----- SOURCE RECORDS

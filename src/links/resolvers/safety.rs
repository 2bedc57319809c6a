use std::sync::Arc;

use tracing::debug;
use url::Url;

use super::{ResolveFuture, Resolver};
use crate::links::fetcher::Session;
use crate::links::types::ResolverOutcome;
use crate::security::{HostLookup, check_public_url};

/// First stage: refuses URLs whose host resolves to an internal address.
pub struct SafetyGate {
    lookup: Arc<dyn HostLookup>,
}

impl SafetyGate {
    pub fn new(lookup: Arc<dyn HostLookup>) -> Self {
        Self { lookup }
    }
}

impl Resolver for SafetyGate {
    fn name(&self) -> &str {
        "safety"
    }

    fn try_resolve<'a>(&'a self, url: &'a Url, _session: &'a Session) -> ResolveFuture<'a> {
        Box::pin(async move {
            match check_public_url(self.lookup.as_ref(), url).await {
                Ok(()) => Ok(ResolverOutcome::NoMatch),
                Err(reason) => {
                    debug!(url = %url, %reason, "refusing url");
                    Ok(ResolverOutcome::Skip)
                }
            }
        })
    }
}
use reqwest::Response;
use reqwest::header::{CONTENT_LENGTH, CONTENT_TYPE, HeaderMap, LOCATION};
use scraper::{Html, Selector};
use tracing::debug;
use url::Url;

use super::{ResolveFuture, Resolver, network_failure};
use crate::config::{FetchLimits, UrlInfoConfig};
use crate::links::fetcher::{BodyRead, Session, read_bounded};
use crate::links::format::{collapse_whitespace, format_size, quote, truncate_chars};
use crate::links::types::{FetchBudget, ResolverOutcome};

const UNKNOWN_SIZE: &str = "Safety error: unknown size, not reading";

/// Terminal stage: page titles for HTML, type and size for everything else.
pub struct GenericResolver {
    ignored_classes: Vec<String>,
    ignored_apps: Vec<String>,
    limits: FetchLimits,
}

/// Body state once the size is known.
enum Payload {
    Unread(Response),
    Read(Vec<u8>),
}

impl GenericResolver {
    pub fn new(
        ignored_classes: Vec<String>,
        ignored_apps: Vec<String>,
        limits: FetchLimits,
    ) -> Self {
        Self {
            ignored_classes: lowercase_all(ignored_classes),
            ignored_apps: lowercase_all(ignored_apps),
            limits,
        }
    }

    pub fn from_config(config: &UrlInfoConfig) -> Self {
        Self::new(
            config.ignored_classes.clone(),
            config.ignored_apps.clone(),
            config.limits,
        )
    }

    fn budget(&self) -> FetchBudget {
        FetchBudget::from(&self.limits)
    }

    fn is_ignored(&self, content_type: &mime::Mime) -> bool {
        self.ignored_classes
            .iter()
            .any(|class| class == content_type.type_().as_str())
            || self
                .ignored_apps
                .iter()
                .any(|app| app == content_type.subtype().as_str())
    }

    async fn fetch(&self, url: &Url, session: &Session) -> anyhow::Result<ResolverOutcome> {
        let response = match session.get(url).send().await {
            Ok(response) => response,
            Err(e) => return network_failure(e.into()),
        };
        let status = response.status();
        let headers = response.headers();

        if status.is_redirection()
            && let Some(location) = headers.get(LOCATION).and_then(|v| v.to_str().ok())
        {
            let next = url.join(location)?;
            debug!(from = %url, to = %next, status = status.as_u16(), "redirect");
            return Ok(ResolverOutcome::Redirect(next));
        }
        if !status.is_success() {
            let mut fragments = vec![format!("error: HTTP {}", status.as_u16())];
            if let Some(reason) = status.canonical_reason() {
                fragments.push(reason.to_lowercase());
            }
            return Ok(ResolverOutcome::Answer(fragments));
        }

        let content_type = content_type(headers);
        let (size, payload) = match declared_length(headers) {
            Some(length) => (length, Payload::Unread(response)),
            None => match read_bounded(response, self.budget()).await {
                Ok(BodyRead::Complete { size, body }) => (size, Payload::Read(body)),
                Ok(BodyRead::Aborted(reason)) => {
                    debug!(url = %url, ?reason, "refusing body of unknown size");
                    return Ok(ResolverOutcome::text(UNKNOWN_SIZE));
                }
                Err(e) => return network_failure(e),
            },
        };

        if !is_html(&content_type) {
            if self.is_ignored(&content_type) && size < self.limits.ignored_max_bytes {
                return Ok(ResolverOutcome::empty());
            }
            return Ok(ResolverOutcome::answer([
                "Content-Type:".to_string(),
                content_type.essence_str().to_string(),
                "Filesize:".to_string(),
                format_size(size),
            ]));
        }
        if size >= self.limits.html_max_bytes {
            debug!(url = %url, size, "html page too large to parse");
            return Ok(ResolverOutcome::empty());
        }

        let body = match payload {
            Payload::Read(body) => body,
            // A declared length is not trusted to bound the read.
            Payload::Unread(response) => match read_bounded(response, self.budget()).await {
                Ok(BodyRead::Complete { body, .. }) => body,
                Ok(BodyRead::Aborted(_)) => return Ok(ResolverOutcome::empty()),
                Err(e) => return network_failure(e),
            },
        };
        Ok(match page_title(&String::from_utf8_lossy(&body)) {
            Some(title) => ResolverOutcome::text(quote(&truncate_chars(
                &title,
                self.limits.max_title_chars,
            ))),
            None => ResolverOutcome::empty(),
        })
    }
}

impl Resolver for GenericResolver {
    fn name(&self) -> &str {
        "generic"
    }

    fn try_resolve<'a>(&'a self, url: &'a Url, session: &'a Session) -> ResolveFuture<'a> {
        Box::pin(self.fetch(url, session))
    }
}

fn lowercase_all(values: Vec<String>) -> Vec<String> {
    values
        .into_iter()
        .map(|value| value.to_ascii_lowercase())
        .collect()
}

/// Declared body length; zero counts as undeclared.
fn declared_length(headers: &HeaderMap) -> Option<u64> {
    headers
        .get(CONTENT_LENGTH)
        .and_then(|v| v.to_str().ok())
        .and_then(|v| v.trim().parse::<u64>().ok())
        .filter(|&length| length > 0)
}

fn content_type(headers: &HeaderMap) -> mime::Mime {
    headers
        .get(CONTENT_TYPE)
        .and_then(|v| v.to_str().ok())
        .and_then(|v| v.parse().ok())
        .unwrap_or(mime::TEXT_HTML)
}

fn is_html(content_type: &mime::Mime) -> bool {
    let (class, subtype) = (content_type.type_(), content_type.subtype());
    (class == mime::TEXT && subtype == mime::HTML)
        || (class == mime::APPLICATION && subtype == "xhtml")
}

fn page_title(html: &str) -> Option<String> {
    let document = Html::parse_document(html);
    let selector = Selector::parse("title").ok()?;
    let element = document.select(&selector).next()?;
    let title = collapse_whitespace(&element.text().collect::<String>());
    (!title.is_empty()).then_some(title)
}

----------

**TASK TO COMPLETE**
An acceptable answer repeats every entry exactly, with nothing omitted.

**WRITTEN ANSWER**
filename src/links/resolvers/safety.rs
repository 2bedc57319809c6a
use std::sync::Arc;

use tracing::debug;
use url::Url;

use super::{ResolveFuture, Resolver};
use crate::links::fetcher::Session;
use crate::links::types::ResolverOutcome;
use crate::security::{HostLookup, check_public_url};

/// First stage: refuses URLs whose host resolves to an internal address.
pub struct SafetyGate {
    lookup: Arc<dyn HostLookup>,
}

impl SafetyGate {
    pub fn new(lookup: Arc<dyn HostLookup>) -> Self {
        Self { lookup }
    }
}

impl Resolver for SafetyGate {
    fn name(&self) -> &str {
        "safety"
    }

    fn try_resolve<'a>(&'a self, url: &'a Url, _session: &'a Session) -> ResolveFuture<'a> {
        Box::pin(async move {
            match check_public_url(self.lookup.as_ref(), url).await {
                Ok(()) => Ok(ResolverOutcome::NoMatch),
                Err(reason) => {
                    debug!(url = %url, %reason, "refusing url");
                    Ok(ResolverOutcome::Skip)
                }
            }
        })
    }
}
use reqwest::Response;
use reqwest::header::{CONTENT_LENGTH, CONTENT_TYPE, HeaderMap, LOCATION};
use scraper::{Html, Selector};
use tracing::debug;
use url::Url;

use super::{ResolveFuture, Resolver, network_failure};
use crate::config::{FetchLimits, UrlInfoConfig};
use crate::links::fetcher::{BodyRead, Session, read_bounded};
use crate::links::format::{collapse_whitespace, format_size, quote, truncate_chars};
use crate::links::types::{FetchBudget, ResolverOutcome};

const UNKNOWN_SIZE: &str = "Safety error: unknown size, not reading";

/// Terminal stage: page titles for HTML, type and size for everything else.
pub struct GenericResolver {
    ignored_classes: Vec<String>,
    ignored_apps: Vec<String>,
    limits: FetchLimits,
}

/// Body state once the size is known.
enum Payload {
    Unread(Response),
    Read(Vec<u8>),
}

impl GenericResolver {
    pub fn new(
        ignored_classes: Vec<String>,
        ignored_apps: Vec<String>,
        limits: FetchLimits,
    ) -> Self {
        Self {
            ignored_classes: lowercase_all(ignored_classes),
            ignored_apps: lowercase_all(ignored_apps),
            limits,
        }
    }

    pub fn from_config(config: &UrlInfoConfig) -> Self {
        Self::new(
            config.ignored_classes.clone(),
            config.ignored_apps.clone(),
            config.limits,
        )
    }

    fn budget(&self) -> FetchBudget {
        FetchBudget::from(&self.limits)
    }

    fn is_ignored(&self, content_type: &mime::Mime) -> bool {
        self.ignored_classes
            .iter()
            .any(|class| class == content_type.type_().as_str())
            || self
                .ignored_apps
                .iter()
                .any(|app| app == content_type.subtype().as_str())
    }

    async fn fetch(&self, url: &Url, session: &Session) -> anyhow::Result<ResolverOutcome> {
        let response = match session.get(url).send().await {
            Ok(response) => response,
            Err(e) => return network_failure(e.into()),
        };
        let status = response.status();
        let headers = response.headers();

        if status.is_redirection()
            && let Some(location) = headers.get(LOCATION).and_then(|v| v.to_str().ok())
        {
            let next = url.join(location)?;
            debug!(from = %url, to = %next, status = status.as_u16(), "redirect");
            return Ok(ResolverOutcome::Redirect(next));
        }
        if !status.is_success() {
            let mut fragments = vec![format!("error: HTTP {}", status.as_u16())];
            if let Some(reason) = status.canonical_reason() {
                fragments.push(reason.to_lowercase());
            }
            return Ok(ResolverOutcome::Answer(fragments));
        }

        let content_type = content_type(headers);
        let (size, payload) = match declared_length(headers) {
            Some(length) => (length, Payload::Unread(response)),
            None => match read_bounded(response, self.budget()).await {
                Ok(BodyRead::Complete { size, body }) => (size, Payload::Read(body)),
                Ok(BodyRead::Aborted(reason)) => {
                    debug!(url = %url, ?reason, "refusing body of unknown size");
                    return Ok(ResolverOutcome::text(UNKNOWN_SIZE));
                }
                Err(e) => return network_failure(e),
            },
        };

        if !is_html(&content_type) {
            if self.is_ignored(&content_type) && size < self.limits.ignored_max_bytes {
                return Ok(ResolverOutcome::empty());
            }
            return Ok(ResolverOutcome::answer([
                "Content-Type:".to_string(),
                content_type.essence_str().to_string(),
                "Filesize:".to_string(),
                format_size(size),
            ]));
        }
        if size >= self.limits.html_max_bytes {
            debug!(url = %url, size, "html page too large to parse");
            return Ok(ResolverOutcome::empty());
        }

        let body = match payload {
            Payload::Read(body) => body,
            // A declared length is not trusted to bound the read.
            Payload::Unread(response) => match read_bounded(response, self.budget()).await {
                Ok(BodyRead::Complete { body, .. }) => body,
                Ok(BodyRead::Aborted(_)) => return Ok(ResolverOutcome::empty()),
                Err(e) => return network_failure(e),
            },
        };
        Ok(match page_title(&String::from_utf8_lossy(&body)) {
            Some(title) => ResolverOutcome::text(quote(&truncate_chars(
                &title,
                self.limits.max_title_chars,
            ))),
            None => ResolverOutcome::empty(),
        })
    }
}

impl Resolver for GenericResolver {
    fn name(&self) -> &str {
        "generic"
    }

    fn try_resolve<'a>(&'a self, url: &'a Url, session: &'a Session) -> ResolveFuture<'a> {
        Box::pin(self.fetch(url, session))
    }
}

fn lowercase_all(values: Vec<String>) -> Vec<String> {
    values
        .into_iter()
        .map(|value| value.to_ascii_lowercase())
        .collect()
}

/// Declared body length; zero counts as undeclared.
fn declared_length(headers: &HeaderMap) -> Option<u64> {
    headers
        .get(CONTENT_LENGTH)
        .and_then(|v| v.to_str().ok())
        .and_then(|v| v.trim().parse::<u64>().ok())
        .filter(|&length| length > 0)
}

fn content_type(headers: &HeaderMap) -> mime::Mime {
    headers
        .get(CONTENT_TYPE)
        .and_then(|v| v.to_str().ok())
        .and_then(|v| v.parse().ok())
        .unwrap_or(mime::TEXT_HTML)
}

fn is_html(content_type: &mime::Mime) -> bool {
    let (class, subtype) = (content_type.type_(), content_type.subtype());
    (class == mime::TEXT && subtype == mime::HTML)
        || (class == mime::APPLICATION && subtype == "xhtml")
}

fn page_title(html: &str) -> Option<String> {
    let document = Html::parse_document(html);
    let selector = Selector::parse("title").ok()?;
    let element = document.select(&selector).next()?;
    let title = collapse_whitespace(&element.text().collect::<String>());
    (!title.is_empty()).then_some(title)
}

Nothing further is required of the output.